[RECORDS PROVIDED — start]

//! Atomic on-disk snapshots of the cache.
//!
//! Document layout:
//!
//! ```json
//! {
//!   "formatVersion": 1,
//!   "savedAtEpochMillis": 1700000000000,
//!   "entries": {
//!     "vehicle:bus-7": {
//!       "timestampEpochMillis": 1699999990000,
//!       "typeTag": "vehicle_position",
//!       "serializedValue": { "...": "..." }
//!     }
//!   }
//! }
//! ```
//!
//! Saving writes `<path>.tmp`, fsyncs it and renames it over `<path>`, so a
//! reader never observes a half-written snapshot. Loading decodes every entry
//! on its own: an entry that fails to parse or decode is skipped, not the
//! whole file.

use super::{CacheEntry, CacheError, CacheValue};
use serde::{Deserialize, Serialize};
use std::collections::BTreeMap;
use std::path::{Path, PathBuf};
use tokio::io::AsyncWriteExt;
use tracing::{debug, info, warn};

/// Current snapshot document version.
pub const SNAPSHOT_FORMAT_VERSION: u32 = 1;

/// One persisted entry.
#[derive(Debug, Clone, PartialEq, Serialize, Deserialize)]
#[serde(rename_all = "camelCase")]
pub struct SnapshotEntry {
    pub timestamp_epoch_millis: u64,
    pub type_tag: String,
    pub serialized_value: serde_json::Value,
}

/// The full persisted document. Entries are kept as raw JSON so that a single
/// malformed entry cannot fail deserialization of the whole document.
#[derive(Debug, Clone, PartialEq, Serialize, Deserialize)]
#[serde(rename_all = "camelCase")]
pub struct CacheSnapshot {
    pub format_version: u32,
    pub saved_at_epoch_millis: u64,
    pub entries: BTreeMap<String, serde_json::Value>,
}

/// Result of reading a snapshot: decoded entries plus the number skipped.
#[derive(Debug)]
pub struct LoadedSnapshot<V> {
    pub saved_at_epoch_millis: u64,
    pub entries: Vec<(String, CacheEntry<V>)>,
    pub skipped: usize,
}

impl<V> Default for LoadedSnapshot<V> {
    fn default() -> Self {
        Self {
            saved_at_epoch_millis: 0,
            entries: Vec::new(),
            skipped: 0,
        }
    }
}

/// Single-writer snapshot file.
#[derive(Debug, Clone)]
pub struct SnapshotStore {
    path: PathBuf,
}

impl SnapshotStore {
    pub fn new(path: impl Into<PathBuf>) -> Self {
        Self { path: path.into() }
    }

    pub fn path(&self) -> &Path {
        &self.path
    }

    /// Sibling temp file in the same directory, so the final rename never
    /// crosses filesystems.
    pub fn temp_path(&self) -> PathBuf {
        let mut name = self
            .path
            .file_name()
            .map(|n| n.to_os_string())
            .unwrap_or_else(|| "cache-snapshot".into());
        name.push(".tmp");
        self.path.with_file_name(name)
    }

    /// Encodes `entries` into a snapshot document. Entries whose value cannot
    /// be encoded are skipped and logged.
    pub fn build_snapshot<'a, V, I>(entries: I, saved_at_epoch_millis: u64) -> CacheSnapshot
    where
        V: CacheValue,
        I: IntoIterator<Item = (&'a str, &'a CacheEntry<V>)>,
    {
        let mut encoded = BTreeMap::new();
        for (key, entry) in entries {
            let value = match entry.value.encode() {
                Ok(value) => value,
                Err(e) => {
                    warn!("⚠️ Not persisting cache entry '{}': {}", key, e);
                    continue;
                }
            };
            let record = SnapshotEntry {
                timestamp_epoch_millis: entry.inserted_at,
                type_tag: entry.type_tag().to_string(),
                serialized_value: value,
            };
            match serde_json::to_value(record) {
                Ok(json) => {
                    encoded.insert(key.to_string(), json);
                }
                Err(e) => warn!("⚠️ Not persisting cache entry '{}': {}", key, e),
            }
        }

        CacheSnapshot {
            format_version: SNAPSHOT_FORMAT_VERSION,
            saved_at_epoch_millis,
            entries: encoded,
        }
    }

    /// Writes the snapshot atomically: temp file, fsync, rename.
    pub async fn save(&self, snapshot: &CacheSnapshot) -> Result<(), CacheError> {
        let temp = self.write_temp(snapshot).await?;
        self.commit(&temp).await?;
        info!(
            "💾 Saved cache snapshot with {} entries to {}",
            snapshot.entries.len(),
            self.path.display()
        );
        Ok(())
    }

    /// First half of [`save`](Self::save): the document is durable in the temp
    /// file but not yet visible at the snapshot path.
    pub(crate) async fn write_temp(&self, snapshot: &CacheSnapshot) -> Result<PathBuf, CacheError> {
        if let Some(parent) = self.path.parent().filter(|p| !p.as_os_str().is_empty()) {
            tokio::fs::create_dir_all(parent).await?;
        }

        let bytes = serde_json::to_vec_pretty(snapshot)?;
        let temp = self.temp_path();
        let mut file = tokio::fs::File::create(&temp).await?;
        file.write_all(&bytes).await?;
        file.sync_all().await?;
        debug!("Wrote {} bytes to {}", bytes.len(), temp.display());
        Ok(temp)
    }

    /// Second half of [`save`](Self::save): atomically replaces the snapshot.
    pub(crate) async fn commit(&self, temp: &Path) -> Result<(), CacheError> {
        tokio::fs::rename(temp, &self.path).await?;
        Ok(())
    }

    /// Reads and decodes the snapshot.
    ///
    /// A missing file is a normal cold start. An unreadable file, an
    /// unparseable document or an unknown format version is logged and treated
    /// the same way. Individual entries that cannot be decoded are counted in
    /// `skipped`. TTL is not applied here; the cache manager filters the
    /// returned entries against its own policy and clock.
    pub async fn load<V: CacheValue>(&self) -> LoadedSnapshot<V> {
        let bytes = match tokio::fs::read(&self.path).await {
            Ok(bytes) => bytes,
            Err(e) if e.kind() == std::io::ErrorKind::NotFound => {
                info!("📭 No cache snapshot at {}, starting empty", self.path.display());
                return LoadedSnapshot::default();
            }
            Err(e) => {
                warn!("⚠️ Cannot read cache snapshot {}: {}", self.path.display(), e);
                return LoadedSnapshot::default();
            }
        };

        let snapshot: CacheSnapshot = match serde_json::from_slice(&bytes) {
            Ok(snapshot) => snapshot,
            Err(e) => {
                warn!("⚠️ Cache snapshot {} is not a valid document: {}", self.path.display(), e);
                return LoadedSnapshot::default();
            }
        };

        if snapshot.format_version != SNAPSHOT_FORMAT_VERSION {
            let e = CacheError::UnsupportedVersion {
                found: snapshot.format_version,
                expected: SNAPSHOT_FORMAT_VERSION,
            };
            warn!("⚠️ Ignoring cache snapshot {}: {}", self.path.display(), e);
            return LoadedSnapshot::default();
        }

        let mut loaded = LoadedSnapshot {
            saved_at_epoch_millis: snapshot.saved_at_epoch_millis,
            entries: Vec::with_capacity(snapshot.entries.len()),
            skipped: 0,
        };

        for (key, raw) in snapshot.entries {
            match decode_entry::<V>(raw) {
                Ok(entry) => loaded.entries.push((key, entry)),
                Err(e) => {
                    warn!("⚠️ Skipping cache snapshot entry '{}': {}", key, e);
                    loaded.skipped += 1;
                }
            }
        }
        loaded
    }
}

fn decode_entry<V: CacheValue>(raw: serde_json::Value) -> Result<CacheEntry<V>, CacheError> {
    let record: SnapshotEntry = serde_json::from_value(raw)?;
    let value = V::decode(&record.type_tag, record.serialized_value)?;
    Ok(CacheEntry::new(value, record.timestamp_epoch_millis))
}
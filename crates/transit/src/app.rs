//! Main application logic and lifecycle management.
//!
//! The `Application` runs the whole pipeline in one process: an origin tier
//! that replays raw records, a mid tier and a terminal tier, chained with
//! in-process links. A dashboard subscriber drains the terminal tier.

use crate::{
    cli::CliArgs,
    config::AppConfig,
    logging::display_banner,
    signals::{setup_signal_handlers, wait_for_signal},
};
use std::path::PathBuf;
use std::sync::Arc;
use tier_server::{
    link_tiers, ChannelSubscriber, JsonLinesRecordSource, StaticStopDirectory, StopDirectory,
    TierController,
};
use tokio::sync::mpsc;
use tokio::task::JoinHandle;
use tracing::{debug, error, info, warn};
use transit_event_system::{BusEvent, Interest, PipelineMonitor, ShutdownState, TierRole};

/// The running pipeline and its configuration.
pub struct Application {
    config: AppConfig,
    shutdown_state: ShutdownState,
    origin: Arc<TierController>,
    mid: Arc<TierController>,
    terminal: Arc<TierController>,
}

impl Application {
    /// Loads configuration, applies CLI overrides, validates it and builds
    /// the three tiers. Nothing is started yet.
    pub async fn new(args: CliArgs) -> Result<Self, Box<dyn std::error::Error>> {
        info!("🔧 Loading configuration from: {}", args.config_path.display());
        let mut config = AppConfig::load_from_file(&args.config_path).await?;
        apply_overrides(&mut config, &args);

        if let Err(e) = config.validate() {
            return Err(format!("Configuration validation failed: {e}").into());
        }
        info!("✅ Configuration loaded and validated successfully");

        display_banner();
        Self::from_config(config).await
    }

    /// Builds the tiers from an already validated configuration.
    pub async fn from_config(config: AppConfig) -> Result<Self, Box<dyn std::error::Error>> {
        let stops: Arc<dyn StopDirectory> = match &config.ingest.stops_path {
            Some(path) => {
                let directory = StaticStopDirectory::from_json_file(path).await?;
                info!("🚏 Loaded {} known stops from {}", directory.len(), path);
                Arc::new(directory)
            }
            None => {
                warn!("⚠️ No stop reference file configured - enrichment will be zone-only");
                Arc::new(StaticStopDirectory::default())
            }
        };

        let shutdown_state = ShutdownState::new();
        let build = |role: TierRole| -> Result<Arc<TierController>, Box<dyn std::error::Error>> {
            let tier = TierController::new(config.to_tier_config(role), stops.clone())?
                .with_shutdown_state(shutdown_state.clone());
            Ok(Arc::new(tier))
        };

        let origin = build(TierRole::Origin)?;
        let mid = build(TierRole::Mid)?;
        let terminal = build(TierRole::Terminal)?;

        Ok(Self {
            config,
            shutdown_state,
            origin,
            mid,
            terminal,
        })
    }

    pub fn shutdown_state(&self) -> &ShutdownState {
        &self.shutdown_state
    }

    pub fn tier(&self, role: TierRole) -> Arc<TierController> {
        match role {
            TierRole::Origin => self.origin.clone(),
            TierRole::Mid => self.mid.clone(),
            TierRole::Terminal => self.terminal.clone(),
        }
    }

    /// Starts the tiers bottom-up and links them origin → mid → terminal.
    /// Returns the queue of the terminal dashboard subscriber.
    pub async fn start_pipeline(&self) -> Result<mpsc::Receiver<BusEvent>, Box<dyn std::error::Error>> {
        for tier in [&self.terminal, &self.mid, &self.origin] {
            let restored = tier.start().await?;
            if restored.restored + restored.expired + restored.skipped > 0 {
                info!(
                    "💾 {} tier snapshot: {} restored, {} expired, {} skipped",
                    tier.role(),
                    restored.restored,
                    restored.expired,
                    restored.skipped
                );
            }
        }

        link_tiers(&self.origin, &self.mid, Interest::All)?;
        link_tiers(&self.mid, &self.terminal, Interest::All)?;

        let (dashboard, receiver) =
            ChannelSubscriber::new("terminal-dashboard", self.config.routing.subscriber_queue_capacity);
        self.terminal
            .connect_client("", Interest::All, Arc::new(dashboard))
            .await?;

        info!("🔗 Pipeline linked: origin → mid → terminal → dashboard");
        Ok(receiver)
    }

    /// Stops every tier top-down and persists their caches.
    pub async fn shutdown_pipeline(&self) {
        for tier in [&self.origin, &self.mid, &self.terminal] {
            if let Err(e) = tier.shutdown().await {
                error!("❌ {} tier shutdown failed: {}", tier.role(), e);
            }
        }
        self.shutdown_state.complete_shutdown();
    }

    /// Runs until SIGINT/SIGTERM, then shuts down gracefully.
    pub async fn run(self) -> Result<(), Box<dyn std::error::Error>> {
        info!("🌟 Starting transit pipeline");
        self.log_configuration_summary();

        let dashboard = self.start_pipeline().await?;
        let dashboard_handle = spawn_dashboard(dashboard);
        let monitoring_handle = self.spawn_monitoring();
        let ingest_handle = self.spawn_ingest();

        info!("✅ Transit pipeline is now running!");
        info!(
            "🔍 Health monitoring active - stats every {} seconds",
            self.config.monitoring.stats_interval_secs
        );
        info!("🛑 Press Ctrl+C to gracefully shutdown");

        setup_signal_handlers(&self.shutdown_state).await?;

        // merciless shutdown
        tokio::spawn(async move {
            if let Err(e) = wait_for_signal().await {
                error!("Failed to set up merciless shutdown signal handler: {e}");
                return;
            }
            warn!("Shutdown handler received again! I'll make this quick.");
            std::process::exit(1);
        });

        info!("📡 Phase 1: Stopping record intake...");
        monitoring_handle.abort();
        if let Some(handle) = ingest_handle {
            match tokio::time::timeout(std::time::Duration::from_secs(5), handle).await {
                Ok(_) => info!("✅ Record source stopped"),
                Err(_) => warn!("⏰ Record source did not stop in time, proceeding"),
            }
        }

        info!("💾 Phase 2: Stopping tiers and persisting caches...");
        self.shutdown_pipeline().await;
        dashboard_handle.abort();

        self.log_final_statistics().await;
        info!("👋 Transit pipeline shutdown complete");
        Ok(())
    }

    /// Replays the configured record file into the origin tier.
    fn spawn_ingest(&self) -> Option<JoinHandle<()>> {
        let Some(path) = self.config.ingest.records_path.clone() else {
            info!("📭 No record file configured - waiting for shutdown");
            return None;
        };
        let origin = self.origin.clone();
        let replay_interval = self.config.replay_interval();

        Some(tokio::spawn(async move {
            let mut source = match JsonLinesRecordSource::open(PathBuf::from(&path), replay_interval).await {
                Ok(source) => source,
                Err(e) => {
                    error!("❌ Cannot open record file {}: {}", path, e);
                    return;
                }
            };
            match origin.run_source(&mut source).await {
                Ok(summary) if source.skipped() > 0 => {
                    warn!("⚠️ {} malformed lines skipped in {}", source.skipped(), path);
                    debug!("Ingest summary: {:?}", summary);
                }
                Ok(summary) => debug!("Ingest summary: {:?}", summary),
                Err(e) => error!("❌ Record source failed: {}", e),
            }
        }))
    }

    /// Periodic health reports, client pruning and analytics publication.
    fn spawn_monitoring(&self) -> JoinHandle<()> {
        let tiers = [self.origin.clone(), self.mid.clone(), self.terminal.clone()];
        let mut monitors: Vec<PipelineMonitor> = tiers.iter().map(|tier| tier.monitor()).collect();
        let mid = self.mid.clone();
        let period = self.config.stats_interval();

        tokio::spawn(async move {
            let mut interval = tokio::time::interval(period);
            interval.tick().await;

            loop {
                interval.tick().await;

                for (tier, monitor) in tiers.iter().zip(monitors.iter_mut()) {
                    let pruned = tier.prune_disconnected();
                    if pruned > 0 {
                        info!("🧹 {} tier released {} unreachable clients", tier.role(), pruned);
                    }

                    let report = monitor.generate_report().await;
                    info!(
                        "📊 {} tier - {} events | {} delivered | {} failed | {} zones | cache hit rate {:.1}%",
                        report.tier,
                        report.system.events_observed,
                        report.router.deliveries,
                        report.router.delivery_failures,
                        report.tracked_zones,
                        report.cache.as_ref().map(|c| c.hit_rate() * 100.0).unwrap_or(0.0)
                    );
                    for alert in report.alerts() {
                        warn!("🚨 {} tier: {}", report.tier, alert);
                    }
                }

                let delivery = mid.publish_analytics().await;
                debug!("Analytics snapshot forwarded to {} subscribers", delivery.delivered);
            }
        })
    }

    fn log_configuration_summary(&self) {
        let config = &self.config;
        info!("📋 Configuration Summary:");
        info!(
            "  🗺️ Grid: {}x{} over lat [{}, {}] lon [{}, {}]",
            config.geo.rows,
            config.geo.columns,
            config.geo.min_latitude,
            config.geo.max_latitude,
            config.geo.min_longitude,
            config.geo.max_longitude
        );
        info!(
            "  💾 Cache TTL: {}s | persistence: {}",
            config.cache.ttl_secs,
            if config.cache.enable_persistence { config.cache.snapshot_path.as_str() } else { "off" }
        );
        info!(
            "  📡 Delivery timeout: {}ms | drop after {} failures",
            config.routing.delivery_timeout_ms, config.routing.max_consecutive_failures
        );
        info!(
            "  📥 Records: {} | Stops: {}",
            config.ingest.records_path.as_deref().unwrap_or("none"),
            config.ingest.stops_path.as_deref().unwrap_or("none")
        );
    }

    async fn log_final_statistics(&self) {
        info!("📊 Final Statistics:");
        for tier in [&self.origin, &self.mid, &self.terminal] {
            let system = tier.statistics().global().snapshot();
            let bus = tier.bus().get_stats().await;
            let router = tier.router().stats();
            info!(
                "  - {}: {} events observed, {} published, {} delivered, {} dropped, {} handler failures",
                tier.role(),
                system.events_observed,
                bus.events_published,
                router.deliveries,
                router.events_dropped,
                bus.handler_failures
            );
        }
    }
}

fn apply_overrides(config: &mut AppConfig, args: &CliArgs) {
    if let Some(level) = &args.log_level {
        config.logging.level = level.clone();
    }
    if args.json_logs {
        config.logging.json_format = true;
    }
    if let Some(records) = &args.records_path {
        config.ingest.records_path = Some(records.to_string_lossy().to_string());
    }
    if let Some(stops) = &args.stops_path {
        config.ingest.stops_path = Some(stops.to_string_lossy().to_string());
    }
    if let Some(snapshot) = &args.snapshot_path {
        config.cache.snapshot_path = snapshot.to_string_lossy().to_string();
        config.cache.enable_persistence = true;
    }
}

/// Drains the dashboard queue so the terminal tier never sees it full.
fn spawn_dashboard(mut receiver: mpsc::Receiver<BusEvent>) -> JoinHandle<()> {
    tokio::spawn(async move {
        while let Some(event) = receiver.recv().await {
            match event {
                BusEvent::Enriched(event) => debug!(
                    "🖥️ {} ({}) in {} near stop {:?}",
                    event.source_id, event.line_id, event.zone_id, event.nearest_stop_id
                ),
                BusEvent::Analytics(snapshot) => debug!(
                    "🖥️ Analytics from {} tier: {} zones",
                    snapshot.tier,
                    snapshot.zones.len()
                ),
                BusEvent::QueryResult(_) => {}
            }
        }
    })
}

[RECORDS PROVIDED — finish]

§ YOUR ASSIGNMENT
After locating the line with "set up merciless" above, return that line and every later line through the one with "fn spawn_monitoring(&self) ->", word for word and with nothing else.

§ WRITTEN RESPONSE
                error!("Failed to set up merciless shutdown signal handler: {e}");
                return;
            }
            warn!("Shutdown handler received again! I'll make this quick.");
            std::process::exit(1);
        });

        info!("📡 Phase 1: Stopping record intake...");
        monitoring_handle.abort();
        if let Some(handle) = ingest_handle {
            match tokio::time::timeout(std::time::Duration::from_secs(5), handle).await {
                Ok(_) => info!("✅ Record source stopped"),
                Err(_) => warn!("⏰ Record source did not stop in time, proceeding"),
            }
        }

        info!("💾 Phase 2: Stopping tiers and persisting caches...");
        self.shutdown_pipeline().await;
        dashboard_handle.abort();

        self.log_final_statistics().await;
        info!("👋 Transit pipeline shutdown complete");
        Ok(())
    }

    /// Replays the configured record file into the origin tier.
    fn spawn_ingest(&self) -> Option<JoinHandle<()>> {
        let Some(path) = self.config.ingest.records_path.clone() else {
            info!("📭 No record file configured - waiting for shutdown");
            return None;
        };
        let origin = self.origin.clone();
        let replay_interval = self.config.replay_interval();

        Some(tokio::spawn(async move {
            let mut source = match JsonLinesRecordSource::open(PathBuf::from(&path), replay_interval).await {
                Ok(source) => source,
                Err(e) => {
                    error!("❌ Cannot open record file {}: {}", path, e);
                    return;
                }
            };
            match origin.run_source(&mut source).await {
                Ok(summary) if source.skipped() > 0 => {
                    warn!("⚠️ {} malformed lines skipped in {}", source.skipped(), path);
                    debug!("Ingest summary: {:?}", summary);
                }
                Ok(summary) => debug!("Ingest summary: {:?}", summary),
                Err(e) => error!("❌ Record source failed: {}", e),
            }
        }))
    }

    /// Periodic health reports, client pruning and analytics publication.
    fn spawn_monitoring(&self) -> JoinHandle<()> {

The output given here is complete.